🤖 AI Summary
Target-driven persuasive dialogue systems—e.g., telemarketing agents—suffer from brittle multi-turn strategy planning and frequent factual hallucinations. To address these issues, this paper proposes AI-Salesman, a two-stage framework: (1) Bayesian supervised reinforcement learning to learn robust sales policies from real-world noisy dialogue data; and (2) a Dynamic Outline-Guided Agent (DOGA) that provides structured strategic guidance during inference while integrating a pre-constructed, fact-checked script repository to ensure factual consistency.

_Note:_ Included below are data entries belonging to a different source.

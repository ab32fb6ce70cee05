use std::path::PathBuf;

use serde_json::{json, Value};

use tokenflow_core::definition::{
    MergeSpec, MergeStrategy, Node, Synchronization, Transition, WorkflowDefinition,
};

use crate::executor::ScriptedExecutor;

pub const WORDS: [&str; 3] = ["alpha", "beta", "gamma"];

/// `start` fans out to three `write` branches that join at `gather` through
/// `sync`. Each branch writes `_branch.output.word`.
pub fn fan_out_workflow(sync: Synchronization) -> WorkflowDefinition {
    WorkflowDefinition::new("word-fan-out", "start")
        .with_node(Node::new("start", "plan"))
        .with_node(
            Node::new("write", "write_word")
                .with_input("topic", "input.topic")
                .with_output("_branch.output.word", "word")
                .with_output("_branch.output.items", "items"),
        )
        .with_node(
            Node::new("gather", "summarize")
                .with_input("words", "state.words")
                .with_output("output.summary", "summary"),
        )
        .with_transition(Transition::new("start", "write").fan_out(3, "writers"))
        .with_transition(Transition::new("write", "gather").synchronize(sync))
}

/// The canonical fan-out/fan-in: `all` strategy, append merge into `state.words`.
pub fn word_fan_out() -> WorkflowDefinition {
    fan_out_workflow(Synchronization::all("writers", append_words()))
        .with_output_mapping("words", "state.words")
}

pub fn append_words() -> MergeSpec {
    MergeSpec::new("_branch.output.word", "state.words", MergeStrategy::Append)
}

pub fn collect_items() -> MergeSpec {
    MergeSpec::new("_branch.output.items", "state.batches", MergeStrategy::Collect)
}

/// Executor answering `write` with one word per branch index.
pub fn words_executor() -> ScriptedExecutor {
    ScriptedExecutor::new().per_branch(
        "write",
        WORDS.iter().map(|w| json!({ "word": w })).collect(),
    )
}

/// Executor answering `write` with a four-element `items` array per branch.
pub fn items_executor() -> ScriptedExecutor {
    ScriptedExecutor::new().per_branch(
        "write",
        (0..3)
            .map(|b| json!({ "items": (0..4).map(|i| b * 10 + i).collect::<Vec<_>>() }))
            .collect(),
    )
}

/// Two outer branches, each fanning out into two inner branches. Inner
/// pieces merge into `state.pieces`; each outer branch then writes one
/// `_branch.output.part`, merged into `state.parts`.
pub fn nested_workflow() -> WorkflowDefinition {
    WorkflowDefinition::new("nested", "split")
        .with_node(Node::new("split", "split"))
        .with_node(Node::new("part", "part"))
        .with_node(Node::new("piece", "piece").with_output("_branch.output.piece", "piece"))
        .with_node(Node::new("assemble", "assemble").with_output("_branch.output.part", "part"))
        .with_node(Node::new("finish", "finish"))
        .with_transition(Transition::new("split", "part").fan_out(2, "outer"))
        .with_transition(Transition::new("part", "piece").fan_out(2, "inner"))
        .with_transition(Transition::new("piece", "assemble").synchronize(Synchronization::all(
            "inner",
            MergeSpec::new("_branch.output.piece", "state.pieces", MergeStrategy::Append),
        )))
        .with_transition(Transition::new("assemble", "finish").synchronize(Synchronization::all(
            "outer",
            MergeSpec::new("_branch.output.part", "state.parts", MergeStrategy::Append),
        )))
        .with_output_mapping("parts", "state.parts")
}

/// JSON form of [`word_fan_out`], as an operator would write it.
pub const WORD_FAN_OUT_JSON: &str = r#"{
  "id": "word-fan-out",
  "version": 1,
  "initialNodeRef": "start",
  "nodes": [
    { "ref": "start", "taskId": "plan" },
    {
      "ref": "write",
      "taskId": "write_word",
      "inputMapping": { "topic": "input.topic" },
      "outputMapping": { "_branch.output.word": "word" }
    },
    { "ref": "gather", "taskId": "summarize", "inputMapping": { "words": "state.words" } }
  ],
  "transitions": [
    { "fromNodeRef": "start", "toNodeRef": "write", "spawnCount": 3, "siblingGroup": "writers" },
    {
      "fromNodeRef": "write",
      "toNodeRef": "gather",
      "synchronization": {
        "strategy": "all",
        "siblingGroup": "writers",
        "timeoutMs": 2000,
        "onTimeout": "fail",
        "merge": { "source": "_branch.output.word", "target": "state.words", "strategy": "append" }
      }
    }
  ],
  "outputMapping": { "words": "state.words" }
}"#;

/// Write `content` to a fresh temp dir and return the dir guard and file path.
pub fn temp_file(name: &str, content: &str) -> (tempfile::TempDir, PathBuf) {
    let dir = tempfile::tempdir().unwrap_or_else(|e| panic!("tempdir: {e}"));
    let path = dir.path().join(name);
    std::fs::write(&path, content).unwrap_or_else(|e| panic!("write {}: {e}", path.display()));
    (dir, path)
}

pub fn topic_input() -> Value {
    json!({ "topic": "greek letters" })
}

We introduce TeleSalesCorpus, the first high-quality, real-world telemarketing dialogue dataset, and design an LLM-as-a-Judge evaluation paradigm alongside a fine-grained sales competency assessment framework. Experiments demonstrate that AI-Salesman significantly outperforms existing baselines in both automated metrics and human evaluations, substantially improving strategic robustness and factual accuracy.
📝 Abstract
Goal-driven persuasive dialogue, exemplified by applications like telemarketing, requires sophisticated multi-turn planning and strict factual faithfulness, which remains a significant challenge for even state-of-the-art Large Language Models (LLMs). A lack of task-specific data often limits previous works, and direct LLM application suffers from strategic brittleness and factual hallucination. In this paper, we first construct and release TeleSalesCorpus, the first real-world-grounded dialogue dataset for this domain. We then propose AI-Salesman, a novel framework featuring a dual-stage architecture. For the training stage, we design a Bayesian-supervised reinforcement learning algorithm that learns robust sales strategies from noisy dialogues. For the inference stage, we introduce the Dynamic Outline-Guided Agent (DOGA), which leverages a pre-built script library to provide dynamic, turn-by-turn strategic guidance. Moreover, we design a comprehensive evaluation framework that combines fine-grained metrics for key sales skills with the LLM-as-a-Judge paradigm. Experimental results demonstrate that our proposed AI-Salesman significantly outperforms baseline models in both automatic metrics and comprehensive human evaluations, showcasing its effectiveness in complex persuasive scenarios.